Besprechung aus: Beratung Aktuell,
Fachzeitschrift für Theorie und Praxis der Beratung, Junfermann Verlag Paderborn
, 1 -2007
Tilly Miller
Dramaturgie von Entwicklungsprozessen
ein Phasenmodell für professionelle Hilfe in
psychosozialen Bereich
Lucius & Lucius Verlag Stuttgart, 22,00 €
Persönliche Entwicklung begleiten, ja, das wollen die meisten Beraterinnen und Berater. Aber was genau ist mit Entwicklung eigentlich gemeint. Wie unterscheidet sie sich von Veränderung? Dies wird eingangs an dem Beispiel mit einem Brathähnchen erläutert. Aus dem Ei schlüpft ein Küken, das sich zum Hähnchen entwickelt. Hierbei kann man von einem logischen biologischen Entwicklungsprozess sprechen. In dem Moment, wo das Hähnchen geschlachtet wurde und in der Bratröhre brutzelt, handelt es sich nicht mehr um eine Entwicklung, sondern um eine Veränderung. Die Folge eines Entwicklungsprozesses ist eine größere Komplexität, denn der Hahn ist nun einmal komplexer als das Ei. Das Brathähnchen hingegen wird zwar mit allerlei Gewürzen verfeinert, ist deswegen aber nicht komplexer, im Gegenteil, es fehlt ihm die Komplexität des Lebens. Und um die Entwicklung der Komplexität im menschlichen Leben geht es in diesem Buch. Es bietet ein Modell von Entwicklungsprozessen in einzelnen Stufen an: die Up-and-Down-Phase, die Verdichtungs- und Wendephase, die Entwicklungsphase und die neue Entwicklungsstufe. So hilft das Modell im Prozessverlauf die Orientierung zu behalten. Es zeigt Merkmale auf, die sich diagnostisch nutzbar machen lassen und ist somit ein Navigationsinstrument für das konkrete Handeln. Es wirkt entlastend, weil Dynamiken, zum Beispiel Rückwärtsschleifen und Abwehr von Hilfeangeboten besser einzuordnen sind.

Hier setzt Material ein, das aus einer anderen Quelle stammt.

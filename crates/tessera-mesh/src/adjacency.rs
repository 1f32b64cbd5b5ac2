//! Mesh adjacency
//!
//! Derived structures rebuilt from the triangle list on demand:
//! - [`EdgeMap`] - directed edge → opposite vertex, used for GPU adjacency
//!   index buffers (6 indices per triangle, for silhouette shaders)
//! - [`VertexTriangles`] - vertex → incident triangles
//! - [`VertexNeighbors`] - vertex → distinct 1-ring vertices
//!
//! The vertex-keyed tables use a compressed layout (one offsets array plus
//! one flat payload) so per-vertex loops can run in parallel over slices.

use std::ops::Range;

use ahash::AHashMap;
use smallvec::SmallVec;
use tessera_core::AdjacencyPolicy;

use crate::mesh::Mesh;
use crate::{GeometryError, GeometryResult};

/// Directed edge → vertex opposite to it in the triangle that owns it
#[derive(Debug, Clone, Default)]
pub struct EdgeMap {
    opposite: AHashMap<(u32, u32), u32>,
    /// Directed edges seen more than once; the first owner wins
    duplicates: Vec<(u32, u32)>,
}

impl EdgeMap {
    /// Build from the usable triangles of `mesh`
    pub fn build(mesh: &Mesh) -> Self {
        Self::from_triangles(&mesh.usable_triangles("edge_map"))
    }

    /// Build from a triangle list whose indices are already validated
    pub fn from_triangles(triangles: &[[u32; 3]]) -> Self {
        let mut opposite = AHashMap::with_capacity(triangles.len() * 3);
        let mut duplicates = Vec::new();

        for &[a, b, c] in triangles {
            for (edge, far) in [((a, b), c), ((b, c), a), ((c, a), b)] {
                if opposite.contains_key(&edge) {
                    duplicates.push(edge);
                } else {
                    opposite.insert(edge, far);
                }
            }
        }

        if !duplicates.is_empty() {
            log::debug!("Edge map: {} duplicated directed edge(s)", duplicates.len());
        }

        Self { opposite, duplicates }
    }

    /// Vertex opposite to the directed edge `(a, b)`, if a triangle owns it
    #[inline]
    pub fn opposite(&self, a: u32, b: u32) -> Option<u32> {
        self.opposite.get(&(a, b)).copied()
    }

    /// Number of distinct directed edges
    pub fn len(&self) -> usize {
        self.opposite.len()
    }

    pub fn is_empty(&self) -> bool {
        self.opposite.is_empty()
    }

    /// Directed edges claimed by more than one triangle
    pub fn duplicate_edges(&self) -> &[(u32, u32)] {
        &self.duplicates
    }

    /// Directed edges whose reverse is missing, sorted
    pub fn boundary_edges(&self) -> Vec<(u32, u32)> {
        let mut edges: Vec<(u32, u32)> = self
            .opposite
            .keys()
            .filter(|&&(a, b)| !self.opposite.contains_key(&(b, a)))
            .copied()
            .collect();
        edges.sort_unstable();
        edges
    }

    /// Every directed edge has its reverse
    pub fn is_closed(&self) -> bool {
        self.opposite
            .keys()
            .all(|&(a, b)| self.opposite.contains_key(&(b, a)))
    }

    /// Closed, and no directed edge is shared by two triangles
    pub fn is_manifold(&self) -> bool {
        self.duplicates.is_empty() && self.is_closed()
    }

    /// Six indices per triangle: `[a, n(b,a), b, n(c,b), c, n(a,c)]`, where
    /// `n(x,y)` is the vertex opposite to the reversed edge in the
    /// neighbouring triangle.
    ///
    /// [`AdjacencyPolicy::Strict`] fails on the first boundary or duplicated
    /// edge. [`AdjacencyPolicy::Sentinel`] substitutes the triangle's own
    /// opposite vertex for a missing neighbour.
    pub fn adjacency_indices(
        &self,
        triangles: &[[u32; 3]],
        policy: AdjacencyPolicy,
    ) -> GeometryResult<Vec<u32>> {
        if policy == AdjacencyPolicy::Strict {
            if let Some(&(a, b)) = self.duplicates.first() {
                return Err(GeometryError::NonManifoldEdge(a, b));
            }
        }

        let neighbour = |a: u32, b: u32, own: u32| -> GeometryResult<u32> {
            match (self.opposite(b, a), policy) {
                (Some(v), _) => Ok(v),
                (None, AdjacencyPolicy::Sentinel) => Ok(own),
                (None, AdjacencyPolicy::Strict) => Err(GeometryError::BoundaryEdge(a, b)),
            }
        };

        let mut indices = Vec::with_capacity(triangles.len() * 6);
        for &[a, b, c] in triangles {
            indices.extend_from_slice(&[
                a,
                neighbour(a, b, c)?,
                b,
                neighbour(b, c, a)?,
                c,
                neighbour(c, a, b)?,
            ]);
        }
        Ok(indices)
    }
}

/// Flat `u32` index buffer for the uploader: three indices per triangle, or
/// six with adjacency when a policy is given. Malformed triangles are skipped.
pub fn index_buffer(mesh: &Mesh, adjacency: Option<AdjacencyPolicy>) -> GeometryResult<Vec<u32>> {
    let triangles = mesh.usable_triangles("index_buffer");
    match adjacency {
        None => Ok(triangles.iter().flatten().copied().collect()),
        Some(policy) => EdgeMap::from_triangles(&triangles).adjacency_indices(&triangles, policy),
    }
}

/// Vertex → incident triangle ids
#[derive(Debug, Clone, Default)]
pub struct VertexTriangles {
    offsets: Vec<usize>,
    triangles: Vec<u32>,
}

impl VertexTriangles {
    /// Build from validated triangles. A triangle index listed here is its
    /// position in `triangles`.
    pub fn build(vertex_count: usize, triangles: &[[u32; 3]]) -> Self {
        let mut counts = vec![0usize; vertex_count + 1];
        for tri in triangles {
            for &v in tri {
                counts[v as usize + 1] += 1;
            }
        }
        for i in 0..vertex_count {
            counts[i + 1] += counts[i];
        }
        let offsets = counts;

        let mut cursor = offsets.clone();
        let mut incident = vec![0u32; offsets[vertex_count]];
        for (t, tri) in triangles.iter().enumerate() {
            for &v in tri {
                incident[cursor[v as usize]] = t as u32;
                cursor[v as usize] += 1;
            }
        }

        Self {
            offsets,
            triangles: incident,
        }
    }

    /// Triangles touching vertex `v`, in triangle order
    #[inline]
    pub fn of(&self, v: usize) -> &[u32] {
        &self.triangles[self.offsets[v]..self.offsets[v + 1]]
    }

    pub fn vertex_count(&self) -> usize {
        self.offsets.len().saturating_sub(1)
    }
}

/// Vertex → distinct neighbouring vertices, ascending
#[derive(Debug, Clone, Default)]
pub struct VertexNeighbors {
    offsets: Vec<usize>,
    neighbors: Vec<u32>,
}

impl VertexNeighbors {
    /// Build from validated triangles
    pub fn build(vertex_count: usize, triangles: &[[u32; 3]]) -> Self {
        let mut rings: Vec<SmallVec<[u32; 8]>> = vec![SmallVec::new(); vertex_count];
        for &[a, b, c] in triangles {
            rings[a as usize].extend_from_slice(&[b, c]);
            rings[b as usize].extend_from_slice(&[a, c]);
            rings[c as usize].extend_from_slice(&[a, b]);
        }

        let mut offsets = Vec::with_capacity(vertex_count + 1);
        let mut neighbors = Vec::new();
        offsets.push(0);
        for mut ring in rings {
            ring.sort_unstable();
            ring.dedup();
            neighbors.extend_from_slice(&ring);
            offsets.push(neighbors.len());
        }

        Self { offsets, neighbors }
    }

    /// 1-ring of vertex `v`
    #[inline]
    pub fn of(&self, v: usize) -> &[u32] {
        &self.neighbors[self.range(v)]
    }

    /// Position of `v`'s ring inside the flat neighbour array, for payloads
    /// stored alongside it
    #[inline]
    pub fn range(&self, v: usize) -> Range<usize> {
        self.offsets[v]..self.offsets[v + 1]
    }

    /// Total number of (vertex, neighbour) pairs
    pub fn pair_count(&self) -> usize {
        self.neighbors.len()
    }

    pub fn vertex_count(&self) -> usize {
        self.offsets.len().saturating_sub(1)
    }
}

/// Flags vertices lying on an undirected edge used by exactly one triangle
pub fn boundary_vertices(vertex_count: usize, triangles: &[[u32; 3]]) -> Vec<bool> {
    let mut uses: AHashMap<(u32, u32), u32> = AHashMap::with_capacity(triangles.len() * 3);
    for &[a, b, c] in triangles {
        for (u, v) in [(a, b), (b, c), (c, a)] {
            *uses.entry((u.min(v), u.max(v))).or_insert(0) += 1;
        }
    }

    let mut boundary = vec![false; vertex_count];
    for (&(u, v), &count) in &uses {
        if count == 1 {
            boundary[u as usize] = true;
            boundary[v as usize] = true;
        }
    }
    boundary
}

#[cfg(test)]
mod tests {
    use super::*;
    use crate::generators::{cube, quad_grid};
    use tessera_core::math::Vec3;

    fn single_triangle() -> Mesh {
        Mesh::from_buffers(vec![Vec3::ZERO, Vec3::X, Vec3::Y], vec![[0, 1, 2]])
    }

    #[test]
    fn test_edge_map_entries() {
        let map = EdgeMap::build(&single_triangle());
        assert_eq!(map.len(), 3);
        assert_eq!(map.opposite(0, 1), Some(2));
        assert_eq!(map.opposite(1, 2), Some(0));
        assert_eq!(map.opposite(2, 0), Some(1));
        assert_eq!(map.opposite(1, 0), None);
        assert!(!map.is_closed());
        assert_eq!(map.boundary_edges(), vec![(0, 1), (1, 2), (2, 0)]);
    }

    #[test]
    fn test_cube_is_closed() {
        let map = EdgeMap::build(&cube());
        assert_eq!(map.len(), 36);
        assert!(map.is_closed());
        assert!(map.is_manifold());
        assert!(map.boundary_edges().is_empty());
    }

    #[test]
    fn test_cube_adjacency_buffer() {
        let mesh = cube();
        let indices = index_buffer(&mesh, Some(AdjacencyPolicy::Strict)).unwrap();
        assert_eq!(indices.len(), mesh.triangle_count() * 6);

        let map = EdgeMap::build(&mesh);
        for (t, &[a, b, c]) in mesh.triangles().iter().enumerate() {
            let chunk = &indices[t * 6..t * 6 + 6];
            assert_eq!([chunk[0], chunk[2], chunk[4]], [a, b, c]);

            // Each neighbour vertex lies off the shared edge and its
            // triangle really uses the reversed edge.
            for (edge, n) in [((a, b), chunk[1]), ((b, c), chunk[3]), ((c, a), chunk[5])] {
                assert!((n as usize) < mesh.vertex_count());
                assert_ne!(n, edge.0);
                assert_ne!(n, edge.1);
                assert_eq!(map.opposite(edge.1, edge.0), Some(n));
            }
        }
    }

    #[test]
    fn test_strict_rejects_boundary() {
        let result = index_buffer(&single_triangle(), Some(AdjacencyPolicy::Strict));
        assert_eq!(result, Err(GeometryError::BoundaryEdge(0, 1)));
    }

    #[test]
    fn test_sentinel_reuses_own_vertex() {
        let indices = index_buffer(&single_triangle(), Some(AdjacencyPolicy::Sentinel)).unwrap();
        assert_eq!(indices, vec![0, 2, 1, 0, 2, 1]);
    }

    #[test]
    fn test_strict_rejects_duplicate_directed_edge() {
        // Two triangles wound the same way across edge (0, 1)
        let mesh = Mesh::from_buffers(
            vec![Vec3::ZERO, Vec3::X, Vec3::Y, Vec3::NEG_Y],
            vec![[0, 1, 2], [0, 1, 3]],
        );
        let map = EdgeMap::build(&mesh);
        assert_eq!(map.duplicate_edges(), &[(0, 1)]);
        assert!(!map.is_manifold());
        assert_eq!(
            index_buffer(&mesh, Some(AdjacencyPolicy::Strict)),
            Err(GeometryError::NonManifoldEdge(0, 1))
        );
    }

    #[test]
    fn test_plain_index_buffer_skips_malformed() {
        let mut mesh = single_triangle();
        let _ = mesh.set_triangles(vec![[0, 1, 2], [0, 0, 2], [0, 1, 9]]);
        assert_eq!(index_buffer(&mesh, None).unwrap(), vec![0, 1, 2]);
    }

    #[test]
    fn test_vertex_triangles() {
        let mesh = quad_grid(1, 1, 1.0, 1.0);
        let incidence = VertexTriangles::build(mesh.vertex_count(), mesh.triangles());
        assert_eq!(incidence.vertex_count(), 4);
        let total: usize = (0..4).map(|v| incidence.of(v).len()).sum();
        assert_eq!(total, 6);
        for v in 0..4 {
            for &t in incidence.of(v) {
                assert!(mesh.triangle(t as usize).contains(&(v as u32)));
            }
        }
    }

    #[test]
    fn test_vertex_neighbors_are_distinct() {
        let mesh = cube();
        let rings = VertexNeighbors::build(mesh.vertex_count(), mesh.triangles());
        for v in 0..mesh.vertex_count() {
            let ring = rings.of(v);
            assert!(ring.windows(2).all(|w| w[0] < w[1]));
            assert!(!ring.contains(&(v as u32)));
        }
        // Each undirected edge is seen from both of its ends.
        let map = EdgeMap::build(&mesh);
        assert_eq!(rings.pair_count(), map.len());
    }

    #[test]
    fn test_boundary_vertices() {
        let grid = quad_grid(2, 2, 1.0, 1.0);
        let boundary = boundary_vertices(grid.vertex_count(), grid.triangles());
        // Only the center of a 3x3 vertex grid is interior.
        assert_eq!(boundary.iter().filter(|&&b| !b).count(), 1);
        assert!(!boundary[4]);

        let closed = cube();
        assert!(boundary_vertices(closed.vertex_count(), closed.triangles()).iter().all(|&b| !b));
    }
}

Besondere Bedeutung wird einem in der Beratung häufig unterschätzten Thema, das des Lernens beigemessen. Hierbei bezieht sich Miller auf die aktuellen Ergebnisse der Gehirnforschung und fordert in der Beratung Lernräume zu schaffen, um Entwicklung angemessen und erfolgreich begleiten zu können. „Gewürzt“ und dadurch sehr nachvollziehbar, ist das Werk durch den immer wieder gelungen Bezug zu autobiografischen Veröffentlichungen unterschiedliche Autoren, in denen diese verschiedenen Phasen der Entwicklung nachvollziehbar werden.